_Problem details_. Copy every line that contains the string "usize" from the entries below.

(Saved data entries)
• • • • •
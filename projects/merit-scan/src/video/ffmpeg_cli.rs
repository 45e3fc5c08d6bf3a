// Video source backed by the `ffprobe` and `ffmpeg` executables.
//
// Frames are streamed as raw RGB24 over the child's stdout, one decoder
// process per seek. The decoder's stderr is drained on a side thread and
// reported when the process exits unsuccessfully.

use super::{StreamInfo, VideoSource};
use crate::error::{PipelineError, PipelineResult};
use image::RgbImage;
use std::io::{ErrorKind, Read};
use std::path::{Path, PathBuf};
use std::process::{Child, ChildStdout, Command, Stdio};
use std::thread::JoinHandle;

/// Longest stderr excerpt carried into a decode error
const STDERR_TAIL_CHARS: usize = 512;

/// Executables used to probe and decode.
#[derive(Debug, Clone)]
pub struct FfmpegTools {
    pub ffprobe: PathBuf,
    pub ffmpeg: PathBuf,
}

impl Default for FfmpegTools {
    fn default() -> Self {
        Self {
            ffprobe: PathBuf::from("ffprobe"),
            ffmpeg: PathBuf::from("ffmpeg"),
        }
    }
}

struct Decoder {
    child: Child,
    stdout: ChildStdout,
    stderr: Option<JoinHandle<String>>,
}

pub struct FfmpegCliSource {
    path: PathBuf,
    tools: FfmpegTools,
    info: StreamInfo,
    fps: f64,
    decoder: Option<Decoder>,
    start_seconds: f64,
    decoded: u64,
    frame: Vec<u8>,
    has_frame: bool,
    /// Output ran out; stays set until the next seek
    ended: bool,
}

impl FfmpegCliSource {
    pub fn open(path: &Path) -> PipelineResult<Self> {
        Self::open_with(path, FfmpegTools::default())
    }

    pub fn open_with(path: &Path, tools: FfmpegTools) -> PipelineResult<Self> {
        if !path.exists() {
            return Err(PipelineError::MediaDecode(format!(
                "video file not found: {}",
                path.display()
            )));
        }

        let output = Command::new(&tools.ffprobe)
            .args(["-v", "quiet", "-print_format", "json", "-show_format", "-show_streams"])
            .arg(path)
            .output()
            .map_err(|e| PipelineError::MediaDecode(format!("failed to run ffprobe: {}", e)))?;

        if !output.status.success() {
            return Err(PipelineError::MediaDecode(format!(
                "ffprobe failed for {}: {}",
                path.display(),
                String::from_utf8_lossy(&output.stderr)
            )));
        }

        let info = parse_probe_output(&String::from_utf8_lossy(&output.stdout))?;
        let fps = info
            .frame_rate
            .unwrap_or(crate::run_context::VideoMetadata::DEFAULT_FRAME_RATE);
        let frame_len = info.width as usize * info.height as usize * 3;

        tracing::info!(
            "FfmpegCliSource: opened {}, duration={:.2}s, {}x{}, fps={:?}",
            path.display(),
            info.duration_seconds,
            info.width,
            info.height,
            info.frame_rate
        );

        Ok(Self {
            path: path.to_path_buf(),
            tools,
            info,
            fps,
            decoder: None,
            start_seconds: 0.0,
            decoded: 0,
            frame: vec![0; frame_len],
            has_frame: false,
            ended: false,
        })
    }

    fn spawn_decoder(&mut self) -> PipelineResult<()> {
        let mut child = Command::new(&self.tools.ffmpeg)
            .args(["-v", "error", "-ss"])
            .arg(format!("{:.6}", self.start_seconds))
            .arg("-i")
            .arg(&self.path)
            .args(["-f", "rawvideo", "-pix_fmt", "rgb24", "-"])
            .stdin(Stdio::null())
            .stdout(Stdio::piped())
            .stderr(Stdio::piped())
            .spawn()
            .map_err(|e| PipelineError::MediaDecode(format!("failed to run ffmpeg: {}", e)))?;

        let stdout = child
            .stdout
            .take()
            .ok_or_else(|| PipelineError::MediaDecode("ffmpeg stdout unavailable".to_string()))?;
        let stderr = child.stderr.take().map(|mut pipe| {
            std::thread::spawn(move || {
                let mut bytes = Vec::new();
                let _ = pipe.read_to_end(&mut bytes);
                String::from_utf8_lossy(&bytes).into_owned()
            })
        });

        self.decoder = Some(Decoder {
            child,
            stdout,
            stderr,
        });
        Ok(())
    }

    /// Kills a decoder that is no longer wanted.
    fn stop_decoder(&mut self) {
        if let Some(mut decoder) = self.decoder.take() {
            let _ = decoder.child.kill();
            let _ = decoder.child.wait();
        }
    }

    /// Reaps a decoder whose output has ended. A non-zero exit is a decode failure.
    fn finish_decoder(&mut self) -> PipelineResult<()> {
        let Some(mut decoder) = self.decoder.take() else {
            return Ok(());
        };
        drop(decoder.stdout);

        let status = decoder.child.wait().map_err(|e| {
            PipelineError::MediaDecode(format!("waiting for ffmpeg failed: {}", e))
        })?;
        let stderr = decoder
            .stderr
            .take()
            .and_then(|handle| handle.join().ok())
            .unwrap_or_default();

        if status.success() {
            return Ok(());
        }

        let position = self.start_seconds + self.decoded as f64 / self.fps;
        Err(PipelineError::MediaDecode(format!(
            "ffmpeg exited with {} at {:.2}s: {}",
            status,
            position,
            stderr_tail(&stderr)
        )))
    }
}

fn stderr_tail(stderr: &str) -> &str {
    let trimmed = stderr.trim();
    if trimmed.is_empty() {
        return "no diagnostic output";
    }
    let mut start = trimmed.len().saturating_sub(STDERR_TAIL_CHARS);
    while !trimmed.is_char_boundary(start) {
        start += 1;
    }
    &trimmed[start..]
}

impl VideoSource for FfmpegCliSource {
    fn info(&self) -> &StreamInfo {
        &self.info
    }

    fn seek(&mut self, seconds: f64) -> PipelineResult<()> {
        self.stop_decoder();
        self.start_seconds = seconds.max(0.0);
        self.decoded = 0;
        self.has_frame = false;
        self.ended = false;
        Ok(())
    }

    fn advance(&mut self) -> PipelineResult<Option<f64>> {
        if self.frame.is_empty() || self.ended {
            return Ok(None);
        }
        if self.decoder.is_none() {
            self.spawn_decoder()?;
        }
        let Some(decoder) = self.decoder.as_mut() else {
            return Ok(None);
        };

        match decoder.stdout.read_exact(&mut self.frame) {
            Ok(()) => {}
            Err(e) if e.kind() == ErrorKind::UnexpectedEof => {
                self.has_frame = false;
                self.ended = true;
                self.finish_decoder()?;
                return Ok(None);
            }
            Err(e) => {
                self.stop_decoder();
                return Err(PipelineError::MediaDecode(format!(
                    "reading decoded frame failed: {}",
                    e
                )));
            }
        }

        let t = self.start_seconds + self.decoded as f64 / self.fps;
        self.decoded += 1;
        self.has_frame = true;
        Ok(Some(t))
    }

    fn capture(&mut self) -> PipelineResult<RgbImage> {
        if !self.has_frame {
            return Err(PipelineError::MediaDecode(
                "no frame decoded yet".to_string(),
            ));
        }
        RgbImage::from_raw(self.info.width, self.info.height, self.frame.clone())
            .ok_or_else(|| PipelineError::MediaDecode("frame buffer size mismatch".to_string()))
    }
}

impl Drop for FfmpegCliSource {
    fn drop(&mut self) {
        self.stop_decoder();
    }
}

/// Reads duration, dimensions and frame rate out of `ffprobe -print_format json`.
pub fn parse_probe_output(json_str: &str) -> PipelineResult<StreamInfo> {
    let json: serde_json::Value = serde_json::from_str(json_str)
        .map_err(|e| PipelineError::MediaDecode(format!("failed to parse ffprobe output: {}", e)))?;

    let streams = json
        .get("streams")
        .and_then(|s| s.as_array())
        .cloned()
        .unwrap_or_default();

    let video = streams
        .iter()
        .find(|s| s.get("codec_type").and_then(|c| c.as_str()) == Some("video"))
        .ok_or_else(|| PipelineError::MediaDecode("no video stream found".to_string()))?;

    let width = video.get("width").and_then(|w| w.as_u64()).unwrap_or(0) as u32;
    let height = video.get("height").and_then(|h| h.as_u64()).unwrap_or(0) as u32;

    let frame_rate = ["avg_frame_rate", "r_frame_rate"]
        .iter()
        .filter_map(|key| video.get(*key).and_then(|f| f.as_str()))
        .find_map(parse_rational);

    // Container duration first, stream duration as fallback
    let duration_seconds = json
        .get("format")
        .and_then(|f| f.get("duration"))
        .or_else(|| video.get("duration"))
        .and_then(|d| d.as_str())
        .and_then(|s| s.parse::<f64>().ok())
        .filter(|d| d.is_finite() && *d >= 0.0)
        .unwrap_or(0.0);

    Ok(StreamInfo {
        duration_seconds,
        width,
        height,
        frame_rate,
    })
}

/// Parses "30000/1001" style rates. Zero denominators and zero rates yield `None`.
fn parse_rational(s: &str) -> Option<f64> {
    let (num, den) = s.split_once('/')?;
    let num: f64 = num.trim().parse().ok()?;
    let den: f64 = den.trim().parse().ok()?;
    if den > 0.0 && num > 0.0 {
        Some(num / den)
    } else {
        None
    }
}

#[cfg(test)]
mod tests {
    use super::*;

    #[test]
    fn test_parse_probe_output() {
        let json = r#"{
            "streams": [
                {"codec_type": "audio", "sample_rate": "48000"},
                {"codec_type": "video", "width": 3840, "height": 2160,
                 "avg_frame_rate": "30000/1001", "r_frame_rate": "30000/1001"}
            ],
            "format": {"duration": "125.458000", "size": "104857600"}
        }"#;

        let info = parse_probe_output(json).unwrap();
        assert_eq!(info.width, 3840);
        assert_eq!(info.height, 2160);
        assert!((info.duration_seconds - 125.458).abs() < 1e-9);
        assert!((info.frame_rate.unwrap() - 29.97).abs() < 0.01);
    }

    #[test]
    fn test_unknown_frame_rate_is_none() {
        let json = r#"{
            "streams": [{"codec_type": "video", "width": 640, "height": 360,
                         "avg_frame_rate": "0/0", "r_frame_rate": "0/0"}],
            "format": {}
        }"#;

        let info = parse_probe_output(json).unwrap();
        assert_eq!(info.frame_rate, None);
        assert_eq!(info.duration_seconds, 0.0);
    }

    #[cfg(unix)]
    fn write_script(dir: &Path, name: &str, body: &str) -> PathBuf {
        use std::os::unix::fs::PermissionsExt;

        let path = dir.join(name);
        std::fs::write(&path, format!("#!/bin/sh\n{}\n", body)).unwrap();
        std::fs::set_permissions(&path, std::fs::Permissions::from_mode(0o755)).unwrap();
        path
    }

    // One test for every stub so no script is exec'd while another is still being written
    #[cfg(unix)]
    #[test]
    fn test_decoder_exit_status_decides_end_of_stream() {
        use crate::pipeline::sampler::{FrameSampler, SamplerOutcome};
        use tokio_util::sync::CancellationToken;

        let dir = tempfile::tempdir().unwrap();
        let video = dir.path().join("ridge.mp4");
        std::fs::write(&video, b"").unwrap();

        let probe = r#"cat <<'JSON'
{"streams": [{"codec_type": "video", "width": 4, "height": 4, "avg_frame_rate": "30/1"}],
 "format": {"duration": "10.0"}}
JSON"#;
        let ffprobe = write_script(dir.path(), "ffprobe", probe);
        // 4x4 rgb24 frames are 48 bytes each
        let broken = write_script(
            dir.path(),
            "ffmpeg-broken",
            "head -c 96 /dev/zero\necho 'Invalid data found when processing input' >&2\nexit 1",
        );
        let healthy = write_script(dir.path(), "ffmpeg-healthy", "head -c 144 /dev/zero\nexit 0");

        let sampler = FrameSampler::new(30.0).unwrap();
        let run = |ffmpeg: PathBuf| {
            let tools = FfmpegTools {
                ffprobe: ffprobe.clone(),
                ffmpeg,
            };
            let mut source = FfmpegCliSource::open_with(&video, tools).unwrap();
            let mut frames = 0;
            let outcome = sampler.extract(
                &mut source,
                Default::default(),
                &mut |_| frames += 1,
                &mut |_, _| {},
                &CancellationToken::new(),
            );
            (outcome, frames)
        };

        let (outcome, frames) = run(broken);
        assert_eq!(frames, 2);
        match outcome {
            Err(PipelineError::MediaDecode(message)) => {
                assert!(message.contains("Invalid data found"), "{}", message)
            }
            other => panic!("expected a decode error, got {:?}", other),
        }

        let (outcome, frames) = run(healthy);
        assert_eq!(frames, 3);
        assert!(matches!(outcome, Ok(SamplerOutcome::Finished(_))));
    }

    #[test]
    fn test_stderr_tail_keeps_the_end() {
        assert_eq!(stderr_tail("  \n"), "no diagnostic output");
        let long = format!("{}last line", "x".repeat(2 * STDERR_TAIL_CHARS));
        let tail = stderr_tail(&long);
        assert_eq!(tail.len(), STDERR_TAIL_CHARS);
        assert!(tail.ends_with("last line"));
    }

    #[test]
    fn test_audio_only_is_rejected() {
        let json = r#"{"streams": [{"codec_type": "audio"}], "format": {"duration": "3.0"}}"#;
        assert!(matches!(
            parse_probe_output(json),
            Err(PipelineError::MediaDecode(_))
        ));
        assert!(parse_probe_output("not json").is_err());
    }
}
use crate::cli::ServeArgs;
use crate::error::PipelineError;
use crate::pipeline::finalize::export_detections;
use crate::pipeline::orchestrator::ProcessingCoordinator;
use crate::pipeline::types::StatusSnapshot;
use crate::run_context::{create_run, list_videos, open_video, VideoMetadata};
use crate::video::synthetic::SyntheticVideo;
use crate::video::VideoSource;
use axum::extract::State;
use axum::http::StatusCode;
use axum::response::sse::{Event, KeepAlive, Sse};
use axum::response::{IntoResponse, Response};
use axum::Json;
use futures::stream::Stream;
use serde::{Deserialize, Serialize};
use serde_json::json;
use std::convert::Infallible;
use std::path::{Path, PathBuf};
use std::sync::Arc;
use tokio_stream::wrappers::WatchStream;
use tokio_stream::StreamExt;

#[derive(Clone)]
pub struct AppState {
    pub coordinator: ProcessingCoordinator,
    pub args: Arc<ServeArgs>,
}

#[derive(Debug, thiserror::Error)]
pub enum ApiError {
    #[error(transparent)]
    Pipeline(#[from] PipelineError),

    #[error("{0}")]
    NotFound(String),

    #[error(transparent)]
    Internal(#[from] anyhow::Error),
}

impl IntoResponse for ApiError {
    fn into_response(self) -> Response {
        let status = match &self {
            ApiError::Pipeline(PipelineError::InvalidState(_)) => StatusCode::CONFLICT,
            ApiError::Pipeline(PipelineError::Configuration(_))
            | ApiError::Pipeline(PipelineError::UnsupportedMedia(_)) => StatusCode::BAD_REQUEST,
            ApiError::NotFound(_) => StatusCode::NOT_FOUND,
            ApiError::Pipeline(_) | ApiError::Internal(_) => {
                tracing::error!("Request failed: {:#}", self);
                StatusCode::INTERNAL_SERVER_ERROR
            }
        };
        (status, Json(json!({ "error": self.to_string() }))).into_response()
    }
}

type ApiResult<T> = Result<T, ApiError>;

#[derive(Serialize)]
pub struct VideoInfo {
    pub name: String,
    pub path: String,
}

pub async fn get_videos(State(state): State<AppState>) -> Json<Vec<VideoInfo>> {
    let video_root = state.args.video_root.clone();
    let videos = tokio::task::spawn_blocking(move || list_videos(&video_root))
        .await
        .unwrap_or_default();

    let info_list = videos
        .into_iter()
        .map(|video_path| {
            let name = video_path
                .file_name()
                .and_then(|s| s.to_str())
                .unwrap_or("unknown")
                .to_string();
            let path = video_path
                .strip_prefix(&state.args.video_root)
                .unwrap_or(&video_path)
                .to_string_lossy()
                .to_string();
            VideoInfo { name, path }
        })
        .collect();

    Json(info_list)
}

pub async fn get_status(State(state): State<AppState>) -> Json<StatusSnapshot> {
    Json(state.coordinator.snapshot())
}

/// One `status` event per published snapshot.
pub async fn status_stream(
    State(state): State<AppState>,
) -> Sse<impl Stream<Item = Result<Event, Infallible>>> {
    let stream = WatchStream::new(state.coordinator.subscribe()).map(|snapshot| {
        let event = Event::default()
            .event("status")
            .json_data(&snapshot)
            .unwrap_or_else(|e| Event::default().event("error").data(e.to_string()));
        Ok(event)
    });

    Sse::new(stream).keep_alive(KeepAlive::default())
}

#[derive(Deserialize)]
pub struct StartRunRequest {
    /// Path relative to the video root
    pub video_path: Option<String>,
    #[serde(default)]
    pub synthetic: bool,
}

pub async fn start_run(
    State(state): State<AppState>,
    Json(payload): Json<StartRunRequest>,
) -> ApiResult<Json<VideoMetadata>> {
    let (video, metadata): (Box<dyn VideoSource>, VideoMetadata) = if payload.synthetic {
        let video = SyntheticVideo::demo();
        let metadata = VideoMetadata::from_stream("synthetic.mp4", 0, "video/mp4", video.info());
        (Box::new(video) as Box<dyn VideoSource>, metadata)
    } else {
        let relative = payload.video_path.ok_or_else(|| {
            PipelineError::Configuration("video_path is required".to_string())
        })?;
        let path = resolve_video_path(&state.args.video_root, &relative)?;
        let backend = state.args.pipeline.backend;
        tokio::task::spawn_blocking(move || open_video(&path, backend))
            .await
            .map_err(|e| anyhow::anyhow!("video probe task failed: {}", e))??
    };

    state.coordinator.start(video, metadata.clone())?;
    Ok(Json(metadata))
}

/// Resolves `relative` under `video_root`, refusing paths that escape it.
fn resolve_video_path(video_root: &Path, relative: &str) -> ApiResult<PathBuf> {
    let root = video_root
        .canonicalize()
        .map_err(|e| anyhow::anyhow!("video root {:?} unavailable: {}", video_root, e))?;
    let path = root
        .join(relative)
        .canonicalize()
        .map_err(|_| ApiError::NotFound(format!("video not found: {}", relative)))?;
    if !path.starts_with(&root) {
        return Err(ApiError::NotFound(format!("video not found: {}", relative)));
    }
    Ok(path)
}

pub async fn pause_run(State(state): State<AppState>) -> ApiResult<Json<StatusSnapshot>> {
    state.coordinator.pause()?;
    Ok(Json(state.coordinator.snapshot()))
}

pub async fn resume_run(State(state): State<AppState>) -> ApiResult<Json<StatusSnapshot>> {
    state.coordinator.resume()?;
    Ok(Json(state.coordinator.snapshot()))
}

pub async fn cancel_run(State(state): State<AppState>) -> ApiResult<Json<StatusSnapshot>> {
    state.coordinator.cancel()?;
    Ok(Json(state.coordinator.snapshot()))
}

pub async fn clear_run(State(state): State<AppState>) -> Json<StatusSnapshot> {
    state.coordinator.clear();
    Json(state.coordinator.snapshot())
}

#[derive(Serialize)]
pub struct ExportInfo {
    pub run_id: String,
    pub csv: String,
    pub json: String,
}

pub async fn export_run(State(state): State<AppState>) -> ApiResult<Json<ExportInfo>> {
    let snapshot = state.coordinator.snapshot();
    let metadata = snapshot.metadata.clone().ok_or_else(|| {
        PipelineError::InvalidState("no video has been processed".to_string())
    })?;
    if snapshot.detections.is_empty() {
        return Err(PipelineError::InvalidState("no detections to export".to_string()).into());
    }

    let output_root = state.args.output_root.clone();
    let info = tokio::task::spawn_blocking(move || -> anyhow::Result<ExportInfo> {
        let record = create_run(&output_root, &metadata)?;
        let paths = export_detections(&record.output_dir, &snapshot)?;
        Ok(ExportInfo {
            run_id: record.run_id,
            csv: paths.csv.to_string_lossy().to_string(),
            json: paths.json.to_string_lossy().to_string(),
        })
    })
    .await
    .map_err(|e| anyhow::anyhow!("export task failed: {}", e))??;

    Ok(Json(info))
}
• • • • •
_Answer to this problem_.
const STDERR_TAIL_CHARS: usize = 512;
        let frame_len = info.width as usize * info.height as usize * 3;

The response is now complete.